WHAT YOU WILL DO – Your task is to copy every line below that contains the word "AlreadyExists".

··· DATA SHOWN ···

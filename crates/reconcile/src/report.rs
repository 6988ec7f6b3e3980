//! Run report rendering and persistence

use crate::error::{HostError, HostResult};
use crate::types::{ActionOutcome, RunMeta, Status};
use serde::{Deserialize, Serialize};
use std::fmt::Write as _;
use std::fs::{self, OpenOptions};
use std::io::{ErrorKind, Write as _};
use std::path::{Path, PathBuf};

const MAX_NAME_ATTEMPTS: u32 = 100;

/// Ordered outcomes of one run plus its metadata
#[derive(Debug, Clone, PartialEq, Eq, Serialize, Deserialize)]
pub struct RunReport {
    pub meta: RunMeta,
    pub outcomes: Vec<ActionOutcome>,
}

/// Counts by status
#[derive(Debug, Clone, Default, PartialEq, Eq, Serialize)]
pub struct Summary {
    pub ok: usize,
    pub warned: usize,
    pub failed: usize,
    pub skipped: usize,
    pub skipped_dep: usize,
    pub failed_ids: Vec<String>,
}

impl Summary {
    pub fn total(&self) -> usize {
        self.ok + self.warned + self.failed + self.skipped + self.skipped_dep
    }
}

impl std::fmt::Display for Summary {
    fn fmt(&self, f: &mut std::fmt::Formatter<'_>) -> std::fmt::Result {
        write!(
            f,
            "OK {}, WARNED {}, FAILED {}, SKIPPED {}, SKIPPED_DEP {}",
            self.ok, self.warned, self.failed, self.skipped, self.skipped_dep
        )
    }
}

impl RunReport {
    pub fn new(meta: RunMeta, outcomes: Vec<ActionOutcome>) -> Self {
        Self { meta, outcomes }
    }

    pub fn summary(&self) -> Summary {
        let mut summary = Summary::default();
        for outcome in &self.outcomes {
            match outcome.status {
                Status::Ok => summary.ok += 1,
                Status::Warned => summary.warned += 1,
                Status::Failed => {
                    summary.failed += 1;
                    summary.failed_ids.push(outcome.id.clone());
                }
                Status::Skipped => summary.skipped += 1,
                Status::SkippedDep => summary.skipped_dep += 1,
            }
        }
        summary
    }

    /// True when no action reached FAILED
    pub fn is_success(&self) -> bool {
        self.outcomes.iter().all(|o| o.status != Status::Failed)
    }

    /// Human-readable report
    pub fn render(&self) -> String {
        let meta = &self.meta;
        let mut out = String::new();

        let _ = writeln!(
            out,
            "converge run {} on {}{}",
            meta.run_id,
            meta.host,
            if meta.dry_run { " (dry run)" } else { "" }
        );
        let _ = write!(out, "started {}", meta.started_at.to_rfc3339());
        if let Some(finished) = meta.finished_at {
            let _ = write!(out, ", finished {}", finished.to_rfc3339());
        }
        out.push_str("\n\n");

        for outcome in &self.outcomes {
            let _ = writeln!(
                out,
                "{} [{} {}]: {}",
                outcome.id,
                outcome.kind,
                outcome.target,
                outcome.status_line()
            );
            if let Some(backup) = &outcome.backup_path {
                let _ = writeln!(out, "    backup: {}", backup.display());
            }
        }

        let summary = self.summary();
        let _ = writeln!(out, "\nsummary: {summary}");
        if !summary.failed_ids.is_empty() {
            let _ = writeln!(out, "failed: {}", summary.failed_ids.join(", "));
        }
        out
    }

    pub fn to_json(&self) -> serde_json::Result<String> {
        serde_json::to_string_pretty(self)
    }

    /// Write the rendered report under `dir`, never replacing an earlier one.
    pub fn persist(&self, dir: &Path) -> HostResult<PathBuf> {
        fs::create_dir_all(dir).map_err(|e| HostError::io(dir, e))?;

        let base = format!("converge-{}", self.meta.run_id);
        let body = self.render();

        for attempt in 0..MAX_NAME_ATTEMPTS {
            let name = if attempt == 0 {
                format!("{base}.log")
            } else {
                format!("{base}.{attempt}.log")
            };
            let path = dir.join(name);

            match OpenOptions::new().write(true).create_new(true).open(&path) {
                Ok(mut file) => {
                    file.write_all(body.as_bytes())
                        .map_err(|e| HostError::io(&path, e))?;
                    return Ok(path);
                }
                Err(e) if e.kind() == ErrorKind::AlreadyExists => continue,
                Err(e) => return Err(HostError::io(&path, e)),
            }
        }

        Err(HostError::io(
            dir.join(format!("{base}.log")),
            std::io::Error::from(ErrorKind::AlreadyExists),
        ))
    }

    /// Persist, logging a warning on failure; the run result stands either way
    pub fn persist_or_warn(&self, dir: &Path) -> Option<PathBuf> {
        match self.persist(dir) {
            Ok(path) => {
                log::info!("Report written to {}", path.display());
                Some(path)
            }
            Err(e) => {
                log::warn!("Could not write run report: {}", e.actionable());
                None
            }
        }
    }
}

···
··· DATA SHOWN ···

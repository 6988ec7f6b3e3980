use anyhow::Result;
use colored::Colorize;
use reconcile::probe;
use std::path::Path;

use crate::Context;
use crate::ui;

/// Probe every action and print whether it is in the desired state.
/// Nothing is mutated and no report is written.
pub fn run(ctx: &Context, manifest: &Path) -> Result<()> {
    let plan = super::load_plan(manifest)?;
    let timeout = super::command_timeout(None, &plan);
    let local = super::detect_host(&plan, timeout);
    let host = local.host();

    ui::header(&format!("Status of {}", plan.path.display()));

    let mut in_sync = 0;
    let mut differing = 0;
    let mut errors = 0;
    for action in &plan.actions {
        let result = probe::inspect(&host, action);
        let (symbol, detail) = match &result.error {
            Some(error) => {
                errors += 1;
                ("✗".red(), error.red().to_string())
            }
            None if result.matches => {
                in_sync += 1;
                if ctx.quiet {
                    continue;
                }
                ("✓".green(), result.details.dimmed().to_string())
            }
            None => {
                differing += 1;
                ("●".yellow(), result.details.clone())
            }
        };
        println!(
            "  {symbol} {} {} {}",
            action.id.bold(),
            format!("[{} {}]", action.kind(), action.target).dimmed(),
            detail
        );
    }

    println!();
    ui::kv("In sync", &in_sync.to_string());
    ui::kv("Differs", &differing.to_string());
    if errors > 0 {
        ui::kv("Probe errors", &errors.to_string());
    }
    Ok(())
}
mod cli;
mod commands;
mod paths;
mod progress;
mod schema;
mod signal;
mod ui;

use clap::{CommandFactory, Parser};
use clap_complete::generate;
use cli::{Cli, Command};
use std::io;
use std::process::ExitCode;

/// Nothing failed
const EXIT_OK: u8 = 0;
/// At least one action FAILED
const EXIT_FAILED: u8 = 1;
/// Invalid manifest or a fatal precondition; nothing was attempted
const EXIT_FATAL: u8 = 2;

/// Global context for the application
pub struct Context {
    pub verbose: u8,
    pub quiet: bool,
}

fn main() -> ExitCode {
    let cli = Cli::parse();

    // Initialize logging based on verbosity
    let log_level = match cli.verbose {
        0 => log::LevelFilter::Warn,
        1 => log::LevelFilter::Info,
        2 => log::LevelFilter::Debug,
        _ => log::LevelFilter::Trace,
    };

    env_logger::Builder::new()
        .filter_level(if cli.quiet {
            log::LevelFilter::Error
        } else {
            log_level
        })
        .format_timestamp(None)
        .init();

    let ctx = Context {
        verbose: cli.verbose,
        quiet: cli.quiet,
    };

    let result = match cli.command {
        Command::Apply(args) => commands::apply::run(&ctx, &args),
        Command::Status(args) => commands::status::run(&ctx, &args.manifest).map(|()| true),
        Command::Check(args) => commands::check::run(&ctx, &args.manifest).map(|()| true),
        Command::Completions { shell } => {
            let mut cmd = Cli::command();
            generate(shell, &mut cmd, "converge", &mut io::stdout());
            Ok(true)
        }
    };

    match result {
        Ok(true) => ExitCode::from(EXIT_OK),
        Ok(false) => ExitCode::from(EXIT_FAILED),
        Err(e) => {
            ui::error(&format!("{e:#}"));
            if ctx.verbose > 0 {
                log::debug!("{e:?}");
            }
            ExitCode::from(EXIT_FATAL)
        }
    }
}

···

ANSWER BELOW –
                Err(e) if e.kind() == ErrorKind::AlreadyExists => continue,
            std::io::Error::from(ErrorKind::AlreadyExists),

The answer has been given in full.